If he's right, then I agree with him. If he isn't, then I don't.
No he's not right, Iraq is not worth it anyway you look at it...
McCain is right, but the question is trickier than it seems.
Say your 16 year old son gets his 15 year old girl friend pregnant. The child is born, the boy bugs out, the girl tries to raise the child but can't cope, the child goes to live in a string of foster homes, some of which are miserable. But the child grows up to be a functional adult who... uh... invents a cure for a certain cancer. Many lives are saved.
Was it WORTH the stupid 16 year old getting his girl friend pregnant? Well, yes, but... it was still wrong and stupid.
What so many Americans resent about the invasion of Iraq is that we were told we had to invade right away or there would be a mushroom cloud over an American city with Saddam's fingerprints on it. That is what we were told. It wasn't true. I won't say we were lied to, but it wasn't true.
Then, when there were no WMDs in Iraq, the motivation of the war was retrofitted: we went in to liberate the Iraqi people and build a democratic state in the Middle East. Good things, to be sure. But the Congress would not have voted to invade for that purpose. They voted as they did, authorizing Bush to use force if necessary to enforce U.N. resolutions and protect America, because of the WMD threat.
Now, we've got this baby. We're hoping it grows up to develop a cure for cancer ("a real arab ally in the middle east", if you will). The odds are against it. But, it might be "worth it" in the end.

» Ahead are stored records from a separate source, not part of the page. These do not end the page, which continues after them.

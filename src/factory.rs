//! Factory types for creating service instances
//!
//! - [`SharedFactory`] memoizes the first result (lazy singleton).
//! - [`Factory`] produces a fresh instance on every `new_instance` call.
//! - [`Callable`] and [`Definition`] are what callers hand to the container.

use crate::autowire::{Autowired, Overrides};
use crate::provider::{erase, AnyService, Injectable};
use crate::{Container, DiError, Result};
use once_cell::sync::OnceCell;
use std::sync::Arc;

#[cfg(feature = "logging")]
use tracing::{debug, trace};

/// Type-erased service constructor receiving the container
pub(crate) type ServiceFn = Arc<dyn Fn(&Container) -> Result<AnyService> + Send + Sync>;

/// Type-erased constructor driven by per-call overrides
pub type FactoryFn = Arc<dyn Fn(&Overrides) -> Result<AnyService> + Send + Sync>;

// =============================================================================
// Shared Factory
// =============================================================================

/// Lazy singleton - invoked at most once, the result is memoized in place
pub(crate) struct SharedFactory {
    init: ServiceFn,
    instance: OnceCell<AnyService>,
    discovered: bool,
}

impl SharedFactory {
    #[inline]
    pub(crate) fn new(init: ServiceFn) -> Self {
        Self {
            init,
            instance: OnceCell::new(),
            discovered: false,
        }
    }

    /// A shared service registered by auto-wiring rather than by the user
    #[inline]
    pub(crate) fn discovered(init: ServiceFn) -> Self {
        Self {
            discovered: true,
            ..Self::new(init)
        }
    }

    /// Get the instance, creating it if necessary
    pub(crate) fn resolve(&self, container: &Container, id: &str) -> Result<AnyService> {
        if let Some(instance) = self.instance.get() {
            #[cfg(feature = "logging")]
            trace!(
                target: "autowire_di",
                service = id,
                "Shared service already initialized, returning cached instance"
            );
            return Ok(Arc::clone(instance));
        }

        #[cfg(feature = "logging")]
        debug!(
            target: "autowire_di",
            service = id,
            "Shared service initializing on first access"
        );

        self.instance
            .get_or_try_init(|| (self.init)(container))
            .map(Arc::clone)
            .map_err(|e| e.context(id))
    }

    #[inline]
    pub(crate) fn is_initialized(&self) -> bool {
        self.instance.get().is_some()
    }

    #[inline]
    pub(crate) fn is_discovered(&self) -> bool {
        self.discovered
    }
}

// =============================================================================
// Callable
// =============================================================================

/// An invokable definition: a closure receiving the container.
///
/// Registering a `Callable` makes it a shared service.
#[derive(Clone)]
pub struct Callable {
    f: ServiceFn,
}

impl Callable {
    /// Wrap an infallible closure
    pub fn new<T, F>(f: F) -> Self
    where
        T: Injectable,
        F: Fn(&Container) -> T + Send + Sync + 'static,
    {
        Self {
            f: Arc::new(move |c: &Container| Ok(erase(f(c)))),
        }
    }

    /// Wrap a fallible closure
    pub fn try_new<T, F>(f: F) -> Self
    where
        T: Injectable,
        F: Fn(&Container) -> Result<T> + Send + Sync + 'static,
    {
        Self {
            f: Arc::new(move |c: &Container| f(c).map(erase)),
        }
    }

    /// Wrap a closure that already produces erased values
    pub fn erased<F>(f: F) -> Self
    where
        F: Fn(&Container) -> Result<AnyService> + Send + Sync + 'static,
    {
        Self { f: Arc::new(f) }
    }

    /// Invoke the closure
    #[inline]
    pub fn call(&self, container: &Container) -> Result<AnyService> {
        (self.f)(container)
    }

    pub(crate) fn into_fn(self) -> ServiceFn {
        self.f
    }
}

impl std::fmt::Debug for Callable {
    fn fmt(&self, f: &mut std::fmt::Formatter<'_>) -> std::fmt::Result {
        f.write_str("Callable")
    }
}

// =============================================================================
// Definition
// =============================================================================

pub(crate) enum DefinitionKind {
    Value(AnyService),
    Shared(ServiceFn),
}

/// What gets registered under an identifier with [`Container::set`]
pub struct Definition {
    pub(crate) kind: DefinitionKind,
}

impl Definition {
    /// A plain value, returned as-is
    pub fn value<T: Injectable>(value: T) -> Self {
        Self::erased(erase(value))
    }

    /// A plain value that is already erased
    pub fn erased(value: AnyService) -> Self {
        Self {
            kind: DefinitionKind::Value(value),
        }
    }

    /// A shared service created on first access
    pub fn shared<T, F>(f: F) -> Self
    where
        T: Injectable,
        F: Fn(&Container) -> T + Send + Sync + 'static,
    {
        Callable::new(f).into()
    }

    /// A shared service whose constructor may fail
    pub fn try_shared<T, F>(f: F) -> Self
    where
        T: Injectable,
        F: Fn(&Container) -> Result<T> + Send + Sync + 'static,
    {
        Callable::try_new(f).into()
    }

    #[inline]
    pub fn is_shared(&self) -> bool {
        matches!(self.kind, DefinitionKind::Shared(_))
    }
}

impl From<Callable> for Definition {
    fn from(callable: Callable) -> Self {
        Self {
            kind: DefinitionKind::Shared(callable.into_fn()),
        }
    }
}

impl From<Factory> for Definition {
    /// A factory registered as a plain value; consumers call `new_instance` on it
    fn from(factory: Factory) -> Self {
        Self::value(factory)
    }
}

// =============================================================================
// Factory
// =============================================================================

/// Produces fresh instances on demand.
///
/// # Examples
///
/// ```rust
/// use autowire_di::Factory;
///
/// let factory = Factory::new(|| vec![1, 2, 3]);
/// let a = factory.new_instance_as::<Vec<i32>>().unwrap();
/// let b = factory.new_instance_as::<Vec<i32>>().unwrap();
/// assert!(!std::sync::Arc::ptr_eq(&a, &b));
/// ```
#[derive(Clone)]
pub struct Factory {
    callback: FactoryFn,
}

impl Factory {
    /// Wrap a closure
    pub fn new<T, F>(f: F) -> Self
    where
        T: Injectable,
        F: Fn() -> T + Send + Sync + 'static,
    {
        Self {
            callback: Arc::new(move |_: &Overrides| Ok(erase(f()))),
        }
    }

    /// Wrap a closure that receives the overrides of each call
    pub fn with_overrides<F>(f: F) -> Self
    where
        F: Fn(&Overrides) -> Result<AnyService> + Send + Sync + 'static,
    {
        Self {
            callback: Arc::new(f),
        }
    }

    pub(crate) fn from_autowired(autowired: Autowired) -> Self {
        Self::with_overrides(move |overrides| autowired.invoke(overrides))
    }

    /// Create a new instance
    #[inline]
    pub fn new_instance(&self) -> Result<AnyService> {
        (self.callback)(&Overrides::default())
    }

    /// Create a new instance, overriding constructor parameters by name
    #[inline]
    pub fn new_instance_with(&self, overrides: &Overrides) -> Result<AnyService> {
        (self.callback)(overrides)
    }

    /// Create a new instance and downcast it
    pub fn new_instance_as<T: Injectable>(&self) -> Result<Arc<T>> {
        self.new_instance()?
            .downcast::<T>()
            .map_err(|_| DiError::type_mismatch::<T>("factory instance"))
    }

    /// Create a new instance with overrides and downcast it
    pub fn new_instance_with_as<T: Injectable>(&self, overrides: &Overrides) -> Result<Arc<T>> {
        self.new_instance_with(overrides)?
            .downcast::<T>()
            .map_err(|_| DiError::type_mismatch::<T>("factory instance"))
    }
}

impl std::fmt::Debug for Factory {
    fn fmt(&self, f: &mut std::fmt::Formatter<'_>) -> std::fmt::Result {
        f.write_str("Factory")
    }
}

#[cfg(test)]
mod tests {
    use super::*;
    use std::sync::atomic::{AtomicU32, Ordering};

    #[derive(Clone)]
    struct TestService {
        id: u32,
    }

    #[test]
    fn test_shared_factory_memoizes() {
        static COUNTER: AtomicU32 = AtomicU32::new(0);

        let container = Container::new();
        let factory = SharedFactory::new(Arc::new(|_: &Container| {
            Ok(erase(TestService {
                id: COUNTER.fetch_add(1, Ordering::SeqCst),
            }))
        }));

        assert!(!factory.is_initialized());
        let a = factory.resolve(&container, "test").unwrap();
        let b = factory.resolve(&container, "test").unwrap();
        assert!(factory.is_initialized());
        assert_eq!(COUNTER.load(Ordering::SeqCst), 1);
        assert!(Arc::ptr_eq(&a, &b));
    }

    #[test]
    fn test_shared_factory_error_not_memoized() {
        static CALLS: AtomicU32 = AtomicU32::new(0);

        let container = Container::new();
        let factory = SharedFactory::new(Arc::new(|_: &Container| {
            if CALLS.fetch_add(1, Ordering::SeqCst) == 0 {
                Err(DiError::creation_failed("Flaky", "first call fails"))
            } else {
                Ok(erase(TestService { id: 9 }))
            }
        }));

        let err = factory.resolve(&container, "flaky").err().unwrap();
        assert!(matches!(err, DiError::Container { .. }));
        let ok = factory.resolve(&container, "flaky").unwrap();
        assert_eq!(ok.downcast::<TestService>().unwrap().id, 9);
    }

    #[test]
    fn test_factory_creates_distinct_instances() {
        static COUNTER: AtomicU32 = AtomicU32::new(0);

        let factory = Factory::new(|| TestService {
            id: COUNTER.fetch_add(1, Ordering::SeqCst),
        });

        let a = factory.new_instance_as::<TestService>().unwrap();
        let b = factory.new_instance_as::<TestService>().unwrap();
        assert_ne!(a.id, b.id);
        assert!(!Arc::ptr_eq(&a, &b));
    }

    #[test]
    fn test_factory_type_mismatch() {
        let factory = Factory::new(|| 1u8);
        let err = factory.new_instance_as::<String>().err().unwrap();
        assert!(matches!(err, DiError::TypeMismatch { .. }));
    }

    #[test]
    fn test_callable_and_definition() {
        let container = Container::new();
        let callable = Callable::new(|_| TestService { id: 5 });
        let value = callable.call(&container).unwrap();
        assert_eq!(value.downcast::<TestService>().unwrap().id, 5);

        assert!(Definition::from(callable).is_shared());
        assert!(!Definition::value(TestService { id: 1 }).is_shared());
        assert!(!Definition::from(Factory::new(|| 0u8)).is_shared());
    }
}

Now suppose the 16 year old in my parable started saying he had done exactly the right thing, he had planned on being a father from the beginning, and his child was going up to make a great contribution to society. Who would want to listen to such b.s.? That is what Bush and Cheney are doing.
I like crank old liberal's stories, they're good.
I agree that it's hard to take an issue as big and multi-faceted as our involvement in Iraq and say it was or was not a success. Certain aspects of it will or will not be regardless of our out come there for different people for different reasons.
Yet for the majority of people, for the majority of Americans, and for the world, producing a stable democracy in Iraq would indeed make the entire operation a "sucess", and pulling out early and letting it go to a different dictatorship would be an absolute disaster. So I agree, but only with the caveat of who it's successful for.
BrianESpliner is a success no matter what.
What's a success is the giant sandwich i'm about to eat because I have no classes on fridays.